いや、もう、このシリーズでいつものことだけど、ヒロインがしちゃいけない「顔」です(笑)。
ダクネスやめぐみんの臨戦態勢のカオはまだマシ。
ここら辺の、たっぷり尺を取ったやりとりは笑うしかない。
左端アクアだけ、カオひどい。
「シャオォォ~!」とか妙な掛け声で和真がとびかかる。
サキュバスちゃんは無事に逃げ出せた。(代わりに和真は袋叩きだった。)
「このすば!」
エンディングの牧歌調でテンポの良い歌がなんとも、これまた良い。(ヒロイン声優's の歌唱である。)
今やってる第2期では、このエンディングソングが、完全に
松山千春の「大空と大地の中で」のパロディ・ソングになっている♪(笑)。
第1期の本作品は、テレビ放映分の10話とOVAの11話目との全11話構成となっているが、どうも全話を通して見ていても途中に出てくる「リッチー(ウィズ)」のエピソードとか、1話分、ごそっと抜けている感じがする。

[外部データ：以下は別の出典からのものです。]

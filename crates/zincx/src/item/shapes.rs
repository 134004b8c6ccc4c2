//! Primitive shape items.

use zincx_render::{Circle, Color, Line, Point, Rect, RenderBackend, RenderResult};

use super::{GraphicsItem, ItemBase};

/// An axis-aligned rectangle with an optional fill and border.
#[derive(Debug, Clone, PartialEq)]
pub struct RectItem {
    base: ItemBase,
    fill: Option<Color>,
    border: Option<Color>,
}

impl RectItem {
    /// A rectangle with neither fill nor border; draws nothing until styled.
    pub fn new(rect: Rect) -> Self {
        Self {
            base: ItemBase::new(rect),
            fill: None,
            border: None,
        }
    }

    pub fn filled(rect: Rect, color: Color) -> Self {
        Self::new(rect).with_fill(color)
    }

    pub fn outlined(rect: Rect, color: Color) -> Self {
        Self::new(rect).with_border(color)
    }

    pub fn with_fill(mut self, color: Color) -> Self {
        self.fill = Some(color);
        self
    }

    pub fn with_border(mut self, color: Color) -> Self {
        self.border = Some(color);
        self
    }

    pub fn fill(&self) -> Option<Color> {
        self.fill
    }

    pub fn border(&self) -> Option<Color> {
        self.border
    }
}

impl GraphicsItem for RectItem {
    fn base(&self) -> &ItemBase {
        &self.base
    }

    fn base_mut(&mut self) -> &mut ItemBase {
        &mut self.base
    }

    fn draw(&self, backend: &mut dyn RenderBackend) -> RenderResult<()> {
        let rect = self.bounds();
        if let Some(fill) = self.fill {
            backend.fill_rect(rect, fill)?;
        }
        if let Some(border) = self.border {
            backend.draw_rect(rect, border)?;
        }
        Ok(())
    }
}

/// An ellipse inscribed in the item bounds.
///
/// Square bounds are drawn as a circle.
#[derive(Debug, Clone, PartialEq)]
pub struct EllipseItem {
    base: ItemBase,
    color: Color,
    filled: bool,
}

impl EllipseItem {
    pub fn new(rect: Rect, color: Color, filled: bool) -> Self {
        Self {
            base: ItemBase::new(rect),
            color,
            filled,
        }
    }

    /// A circle of `radius` around `center`.
    pub fn circle(center: Point, radius: i32, color: Color, filled: bool) -> Self {
        Self::new(Circle::new(center, radius).bounds(), color, filled)
    }
}

impl GraphicsItem for EllipseItem {
    fn base(&self) -> &ItemBase {
        &self.base
    }

    fn base_mut(&mut self) -> &mut ItemBase {
        &mut self.base
    }

    fn draw(&self, backend: &mut dyn RenderBackend) -> RenderResult<()> {
        let bounds = self.bounds();
        if bounds.width == bounds.height {
            let circle = Circle::new(bounds.center(), bounds.width / 2);
            backend.draw_circle(circle, self.color, self.filled)
        } else {
            backend.draw_ellipse(bounds.center(), bounds.size(), self.color, self.filled)
        }
    }
}

/// A line segment. The item bounds span the two endpoints.
#[derive(Debug, Clone, PartialEq)]
pub struct LineItem {
    base: ItemBase,
    line: Line,
    color: Color,
}

impl LineItem {
    pub fn new(start: Point, end: Point, color: Color) -> Self {
        let x = start.x.min(end.x);
        let y = start.y.min(end.y);
        let bounds = Rect::new(x, y, (end.x - start.x).abs(), (end.y - start.y).abs());
        Self {
            base: ItemBase::new(bounds),
            // Endpoints are kept relative to the item position.
            line: Line::new(start.offset(-x, -y), end.offset(-x, -y)),
            color,
        }
    }

    /// The segment in view coordinates.
    pub fn line(&self) -> Line {
        let origin = self.position();
        Line::new(
            self.line.start.offset(origin.x, origin.y),
            self.line.end.offset(origin.x, origin.y),
        )
    }
}

impl GraphicsItem for LineItem {
    fn base(&self) -> &ItemBase {
        &self.base
    }

    fn base_mut(&mut self) -> &mut ItemBase {
        &mut self.base
    }

    fn draw(&self, backend: &mut dyn RenderBackend) -> RenderResult<()> {
        backend.draw_line(self.line(), self.color)
    }
}

/// A closed polygon whose points are relative to the item position.
#[derive(Debug, Clone, PartialEq)]
pub struct PolygonItem {
    base: ItemBase,
    points: Vec<Point>,
    color: Color,
    filled: bool,
}

impl PolygonItem {
    pub fn new(position: Point, points: Vec<Point>, color: Color, filled: bool) -> Self {
        let width = points.iter().map(|p| p.x).max().unwrap_or(0).max(0);
        let height = points.iter().map(|p| p.y).max().unwrap_or(0).max(0);
        Self {
            base: ItemBase::new(Rect::new(position.x, position.y, width, height)),
            points,
            color,
            filled,
        }
    }

    /// The vertices in view coordinates.
    pub fn points(&self) -> Vec<Point> {
        let origin = self.position();
        self.points
            .iter()
            .map(|p| p.offset(origin.x, origin.y))
            .collect()
    }
}

impl GraphicsItem for PolygonItem {
    fn base(&self) -> &ItemBase {
        &self.base
    }

    fn base_mut(&mut self) -> &mut ItemBase {
        &mut self.base
    }

    fn draw(&self, backend: &mut dyn RenderBackend) -> RenderResult<()> {
        backend.draw_polygon(&self.points(), self.color, self.filled)
    }
}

ちなみにダクネス役の声優・茅野愛衣さんが「ガールズ&パンツァー」の武部沙織 役と同じ人とは思えないくらいハマっている。
(鳴き声程度しか発しない、めぐみんの黒猫ペット「ちょむすけ」に声優・生天目仁美さんがクレジットされているのも意外。・・・将来的に化けて流暢に人語を喋りだすのだろうか。)
※【補足】上の声優・生天目仁美さんの件に関しては後から気が付いたが、1期の10話、及び2期に登場している王国検察官セナ(女性検察官)をやっていたんだ。てか、そっちが本命で黒猫の鳴き声は"ついで"だったんだろう。
めぐみんのライバル紅魔族としてゆんゆん役の声優・豊崎愛生さん(「けいおん!」の唯ちゃんとか、「とある科学の~」初春とか)など、先述の受付サキュバスに三石琴乃さん等々、さらりと中堅どころ、ベテランの人気声優がキャスティングされてるのがなんとも豪華で楽しい。
ともあれ、「サキュバスのお店」ですか。 本当に現実世界にそんなものがあったら、性犯罪の抑止にも、(性欲的な意味での)健常者が持てあますエネルギーのガス抜きにもなってまことに結構だが、誰もリアルな恋愛や結婚をしなくなっちゃうだろうなぁ。
どうこう言っても、「家庭」や「子供」を持つ、育てるみたいな方向性ではなく、あくまでも「プレイとしての性遊戯」がお店の売りなんだろうから、子孫を残す本能や活力さえ失わなければ現実に対しての問題はなかろう。
逆に言えば、これだけに満足しちゃったら「(人としては)詰み」ではある。
が、現実には"すでに詰んでしまっている人"って少なくないのだから、こんな「サキュバス・クラブ」あったほうが"救い"になるような気もする。
いや、あるといいなぁ。 暴論だが、アニメにしても、コミックスにしても、(当然、ラノベも)確実にそこそこの一定の割合では、そういう「サキュバス・クラブ」的な福音要素もはらんでいるから、これまた一定層にはより深く愛されているのではなかろうか。
本音を言えば、それが言い過ぎだとも思えない。
また悪いことだとも思わない。
エンタメ側としても、ある種、そこまでいけたら本懐なところもある。
とはいえ、リアルな自分たちの「思い出」とリンクして"泣かせてくれる"シーンもあるのが、エンタメの凄さだ。
泣かせてくれる作品も、
笑わせてくれ作品も、
お色気な作品でさえも、
みんな愛されていいんじゃないかな。